We’d never need to do that today. We’d just open up a laptop and start browsing. Googling. ChatGPTing. Whatever.
Zero pause. Just straight to it.
But Cruise had to go to the office to use the printer.
He had to get in the car.
He had to drive, say, 20 minutes.
He had to walk from the parking lot to the office, turn on the lights, fire up the printer.
And then he could begin.
What happened in that time, between his flat and the office and the printer?
What was he thinking about on that car journey?
How much clarity he got from being forced into slowing down and thinking?
Maybe in that moment he came up with the formula to wrap Colonel Jessup into admitting that he had ordered the Code Red, which he was in the witness stand for… “You’re God damn right I did!”
Maybe he just stuck the radio on and ended up singing “Free Falling” like he does in Jerry Maguire.
In any case, he did what we wouldn’t be able to do today.
He was forced to slow down. He wouldn’t have stopped thinking, but he would have been forced into a more contemplative mode and less actively thumping on the keyboard.
Today, he would have swept aside the cold pizza on the table, opened up his laptop on the table, and started pounding.
Why did this random moment in an otherwise epic film strike a chord?
Because it’s a great example of why we need to be in better control of the impact our revolutionary surroundings and technology is having on our evolutionary brains.
The world, information, entertainment, messages, notifications… they all move so fast today, and we’re all forced into trying to keep up.
And in trying to keep up, we’re overloading our brains with forced-action rather than forced-pause.
The emails, the meetings, the actions, the status, the KPIS… they’re all important but they’re also all consuming.
For Brand Strategy this is especially important because it just can’t be done as fast as the world would like it to be done.

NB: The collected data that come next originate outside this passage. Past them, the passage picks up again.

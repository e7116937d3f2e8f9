//! Bearer token storage.

use crate::storage::{KeyValueStore, read_json};
use chrono::{DateTime, Duration, Utc};
use serde::{Deserialize, Serialize};
use std::sync::{Arc, PoisonError, RwLock};

/// Access/refresh token pair.
#[derive(Debug, Clone, PartialEq, Eq, Serialize, Deserialize)]
#[serde(rename_all = "camelCase")]
pub struct TokenRecord {
    /// Access token for API calls.
    pub access_token: String,
    /// Refresh token for getting new access tokens.
    #[serde(default, skip_serializing_if = "Option::is_none")]
    pub refresh_token: Option<String>,
    /// Absolute expiry of the access token.
    #[serde(default, skip_serializing_if = "Option::is_none")]
    pub expires_at: Option<DateTime<Utc>>,
    #[serde(default = "default_token_type")]
    pub token_type: String,
}

fn default_token_type() -> String {
    "Bearer".to_string()
}

impl TokenRecord {
    /// Non-expiring bearer token.
    pub fn bearer(access_token: impl Into<String>) -> Self {
        Self {
            access_token: access_token.into(),
            refresh_token: None,
            expires_at: None,
            token_type: default_token_type(),
        }
    }

    #[must_use]
    pub fn with_refresh_token(mut self, refresh_token: impl Into<String>) -> Self {
        self.refresh_token = Some(refresh_token.into());
        self
    }

    #[must_use]
    pub fn with_expires_at(mut self, expires_at: DateTime<Utc>) -> Self {
        self.expires_at = Some(expires_at);
        self
    }

    /// Build a record from a token endpoint response.
    ///
    /// A response without a new refresh token keeps `previous_refresh`.
    #[must_use]
    pub fn from_response(response: TokenResponse, previous_refresh: Option<&str>) -> Self {
        let expires_at = response
            .expires_in
            .and_then(|secs| i64::try_from(secs).ok())
            .map(|secs| Utc::now() + Duration::seconds(secs));

        Self {
            access_token: response.access_token,
            refresh_token: response
                .refresh_token
                .or_else(|| previous_refresh.map(str::to_string)),
            expires_at,
            token_type: response.token_type.unwrap_or_else(default_token_type),
        }
    }

    /// Check if the access token is expired.
    ///
    /// Records without an expiry never expire.
    #[must_use]
    pub fn is_expired(&self) -> bool {
        self.expires_at.is_some_and(|at| at <= Utc::now())
    }

    /// Forget the access token, keeping the refresh token for a later refresh.
    fn drop_access_token(&mut self) {
        self.access_token.clear();
        self.expires_at = None;
    }
}

/// Token payload returned by the login and refresh endpoints.
#[derive(Debug, Clone, Deserialize)]
pub struct TokenResponse {
    #[serde(alias = "accessToken")]
    pub access_token: String,
    #[serde(default, alias = "refreshToken")]
    pub refresh_token: Option<String>,
    /// Lifetime in seconds.
    #[serde(default, alias = "expiresIn")]
    pub expires_in: Option<u64>,
    #[serde(default, alias = "tokenType")]
    pub token_type: Option<String>,
}

/// Holds the current token record and mirrors it to storage.
///
/// Storage failures are logged and never surface to callers; the store
/// keeps working from memory.
pub struct TokenStore {
    storage: Arc<dyn KeyValueStore>,
    key: String,
    record: RwLock<Option<TokenRecord>>,
}

impl TokenStore {
    /// Load the persisted record under `key`.
    ///
    /// An expired record is discarded, unless it holds a refresh token: then
    /// only the access token is dropped.
    pub fn load(storage: Arc<dyn KeyValueStore>, key: impl Into<String>) -> Self {
        let key = key.into();

        let record = match read_json::<TokenRecord>(storage.as_ref(), &key) {
            Ok(Some(record)) if record.is_expired() => {
                tracing::debug!("Persisted access token expired");
                let mut record = Some(record);
                expire(&mut record, storage.as_ref(), &key);
                record
            }
            Ok(record) => record,
            Err(e) => {
                tracing::warn!("Failed to load tokens: {e}");
                None
            }
        };

        Self {
            storage,
            key,
            record: RwLock::new(record),
        }
    }

    /// Replace the current record and persist it.
    pub fn set_tokens(&self, record: TokenRecord) {
        let mut current = self.record.write().unwrap_or_else(PoisonError::into_inner);
        persist(self.storage.as_ref(), &self.key, &record);
        *current = Some(record);
    }

    /// The record as held in memory, without an expiry check.
    #[must_use]
    pub fn get_tokens(&self) -> Option<TokenRecord> {
        self.record
            .read()
            .unwrap_or_else(PoisonError::into_inner)
            .clone()
    }

    /// Forget the current record, in memory and in storage.
    pub fn clear_tokens(&self) {
        let mut current = self.record.write().unwrap_or_else(PoisonError::into_inner);
        *current = None;
        if let Err(e) = self.storage.remove(&self.key) {
            tracing::warn!("Failed to remove persisted tokens: {e}");
        }
    }

    /// True if an unexpired access token is held.
    ///
    /// An expired record is cleared as a side effect; a held refresh token
    /// survives it.
    #[must_use]
    pub fn is_authenticated(&self) -> bool {
        self.access_token().is_some()
    }

    /// The access token if present and unexpired.
    #[must_use]
    pub fn access_token(&self) -> Option<String> {
        {
            let record = self.record.read().unwrap_or_else(PoisonError::into_inner);
            match record.as_ref() {
                Some(r) if r.access_token.is_empty() => return None,
                Some(r) if !r.is_expired() => return Some(r.access_token.clone()),
                Some(_) => {}
                None => return None,
            }
        }

        // Check again under the write lock: a refresh may have landed since
        let mut record = self.record.write().unwrap_or_else(PoisonError::into_inner);
        if let Some(r) = record.as_ref()
            && !r.is_expired()
        {
            return Some(r.access_token.clone()).filter(|token| !token.is_empty());
        }

        tracing::debug!("Access token expired");
        expire(&mut record, self.storage.as_ref(), &self.key);
        None
    }

    /// True if the access token is gone but a refresh token can replace it.
    #[must_use]
    pub fn needs_refresh(&self) -> bool {
        self.access_token().is_none() && self.refresh_token().is_some()
    }

    /// The refresh token, regardless of access token expiry.
    #[must_use]
    pub fn refresh_token(&self) -> Option<String> {
        self.record
            .read()
            .unwrap_or_else(PoisonError::into_inner)
            .as_ref()
            .and_then(|r| r.refresh_token.clone())
    }
}

/// Apply lazy expiry to `record` and mirror the result to storage.
fn expire(record: &mut Option<TokenRecord>, storage: &dyn KeyValueStore, key: &str) {
    match record {
        Some(r) if r.refresh_token.is_some() => {
            r.drop_access_token();
            persist(storage, key, r);
        }
        _ => {
            *record = None;
            if let Err(e) = storage.remove(key) {
                tracing::warn!("Failed to remove expired tokens: {e}");
            }
        }
    }
}

fn persist(storage: &dyn KeyValueStore, key: &str, record: &TokenRecord) {
    match serde_json::to_string(record) {
        Ok(raw) => {
            if let Err(e) = storage.set(key, &raw) {
                tracing::warn!("Failed to persist tokens: {e}");
            }
        }
        Err(e) => tracing::warn!("Failed to serialize tokens: {e}"),
    }
}

impl std::fmt::Debug for TokenStore {
    fn fmt(&self, f: &mut std::fmt::Formatter<'_>) -> std::fmt::Result {
        f.debug_struct("TokenStore")
            .field("key", &self.key)
            .field("authenticated", &self.get_tokens().is_some())
            .finish_non_exhaustive()
    }
}
//! Widget session tracking.
//!
//! A session identifies one visitor's continuous period of activity. It is
//! persisted under a single storage key, touched on activity, and replaced
//! once it has been idle longer than the configured timeout.

mod heartbeat;
mod manager;

pub use heartbeat::Heartbeat;
pub use manager::{SessionManager, SessionSettings};

use chrono::{DateTime, Duration, Utc};
use serde::{Deserialize, Serialize};

#[derive(Debug, Clone, PartialEq, Serialize, Deserialize)]
#[serde(rename_all = "camelCase")]
pub struct SessionRecord {
    pub session_id: String,
    pub user_id: String,
    pub user_agent: String,
    pub created_at: DateTime<Utc>,
    pub last_active_at: DateTime<Utc>,
    pub is_active: bool,
    #[serde(default)]
    pub metadata: SessionMetadata,
}

impl SessionRecord {
    /// Fresh record with zeroed counters and default preferences.
    pub fn new(user_id: Option<String>, user_agent: impl Into<String>) -> Self {
        let now = Utc::now();
        Self {
            session_id: generate_id("session"),
            user_id: user_id.unwrap_or_else(|| generate_id("user")),
            user_agent: user_agent.into(),
            created_at: now,
            last_active_at: now,
            is_active: true,
            metadata: SessionMetadata::default(),
        }
    }

    /// True once more than `idle_timeout` has passed since the last activity.
    #[must_use]
    pub fn is_idle_expired(&self, idle_timeout: Duration, now: DateTime<Utc>) -> bool {
        now - self.last_active_at > idle_timeout
    }

    /// Time between creation and the last recorded activity.
    ///
    /// This is not wall-clock age: a session idle for an hour reports the
    /// same duration as when it was last touched.
    #[must_use]
    pub fn duration(&self) -> Duration {
        self.last_active_at - self.created_at
    }

    fn touch(&mut self) {
        self.last_active_at = Utc::now();
    }
}

#[derive(Debug, Clone, Default, PartialEq, Serialize, Deserialize)]
#[serde(rename_all = "camelCase")]
pub struct SessionMetadata {
    pub conversation_count: u64,
    pub message_count: u64,
    #[serde(default)]
    pub preferences: SessionPreferences,
    #[serde(default)]
    pub tags: Vec<String>,
}

#[derive(Debug, Clone, PartialEq, Eq, Serialize, Deserialize)]
#[serde(rename_all = "camelCase")]
pub struct SessionPreferences {
    pub language: String,
    pub theme: String,
    pub notifications: bool,
}

impl Default for SessionPreferences {
    fn default() -> Self {
        Self {
            language: "en".to_string(),
            theme: "light".to_string(),
            notifications: true,
        }
    }
}

/// Partial preferences update; `None` fields are left unchanged.
#[derive(Debug, Clone, Default, PartialEq, Eq, Deserialize)]
#[serde(rename_all = "camelCase")]
pub struct PreferencesUpdate {
    pub language: Option<String>,
    pub theme: Option<String>,
    pub notifications: Option<bool>,
}

impl SessionPreferences {
    pub fn apply(&mut self, update: PreferencesUpdate) {
        if let Some(language) = update.language {
            self.language = language;
        }
        if let Some(theme) = update.theme {
            self.theme = theme;
        }
        if let Some(notifications) = update.notifications {
            self.notifications = notifications;
        }
    }
}

/// Point-in-time view of the current session.
#[derive(Debug, Clone, PartialEq, Serialize)]
#[serde(rename_all = "camelCase")]
pub struct SessionStats {
    pub session_id: String,
    pub user_id: String,
    pub duration_secs: i64,
    pub conversation_count: u64,
    pub message_count: u64,
    pub is_active: bool,
}

impl From<&SessionRecord> for SessionStats {
    fn from(record: &SessionRecord) -> Self {
        Self {
            session_id: record.session_id.clone(),
            user_id: record.user_id.clone(),
            duration_secs: record.duration().num_seconds(),
            conversation_count: record.metadata.conversation_count,
            message_count: record.metadata.message_count,
            is_active: record.is_active,
        }
    }
}

pub(crate) fn generate_id(prefix: &str) -> String {
    format!("{prefix}_{}", uuid::Uuid::new_v4().simple())
}

#[cfg(test)]
mod tests {
    use super::*;

    #[test]
    fn test_new_record_defaults() {
        let record = SessionRecord::new(None, "test-agent");
        assert!(record.session_id.starts_with("session_"));
        assert!(record.user_id.starts_with("user_"));
        assert!(record.is_active);
        assert_eq!(record.metadata.conversation_count, 0);
        assert_eq!(record.metadata.preferences.language, "en");
        assert_eq!(record.created_at, record.last_active_at);
    }

    #[test]
    fn test_keeps_given_user_id() {
        let record = SessionRecord::new(Some("user_42".into()), "agent");
        assert_eq!(record.user_id, "user_42");
    }

    #[test]
    fn test_idle_expiry_boundary() {
        let mut record = SessionRecord::new(None, "agent");
        let now = Utc::now();
        record.last_active_at = now - Duration::hours(24);
        assert!(!record.is_idle_expired(Duration::hours(24), now));

        record.last_active_at = now - Duration::hours(24) - Duration::seconds(1);
        assert!(record.is_idle_expired(Duration::hours(24), now));
    }

    #[test]
    fn test_duration_uses_last_activity() {
        let mut record = SessionRecord::new(None, "agent");
        record.created_at = Utc::now() - Duration::hours(3);
        record.last_active_at = record.created_at + Duration::minutes(10);
        assert_eq!(record.duration(), Duration::minutes(10));
    }

    #[test]
    fn test_preferences_partial_update() {
        let mut prefs = SessionPreferences::default();
        prefs.apply(PreferencesUpdate {
            theme: Some("dark".into()),
            ..Default::default()
        });
        assert_eq!(prefs.theme, "dark");
        assert_eq!(prefs.language, "en");
        assert!(prefs.notifications);
    }

    #[test]
    fn test_record_json_shape() {
        let record = SessionRecord::new(None, "agent");
        let json = serde_json::to_value(&record).unwrap();
        assert!(json.get("sessionId").is_some());
        assert!(json.get("lastActiveAt").is_some());
        assert_eq!(json["metadata"]["conversationCount"], 0);
    }
}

Understanding how you’re going to use customer insight to build your brand in such a way that it deliver competitive advantage?
That’s just too big a job to do “quick and dirty.”
It takes absorption in information about customer’s lives and distillation into insight.
It means making difficult choices about where businesses need to focus time and resources.
It involves sacrificing superfluous initiatives, energy and distractions in favour of clarity.
And none of that happens fast.
You can’t just open your laptop and find it, you need to go to the office and turn on the printer.
It takes debate and disagreement and resolution.
It takes face to face action and long pregnant pauses.
It happens in front of screens as well as behind the eyelids.
And yes, AI and technology help. A bit.
But there’s a whole load of Human Intelligence – and interaction – which is actually more important and it takes time to do it properly.
When we talk about how we “Slow The F**k Down” with down, that’s what we mean.
That we apply the right sort of thinking at the right pace to do vital work brilliantly.
Because that’s what your brand needs. Indeed, it’s what it deserves.
That’s the truth.
If you can handle it.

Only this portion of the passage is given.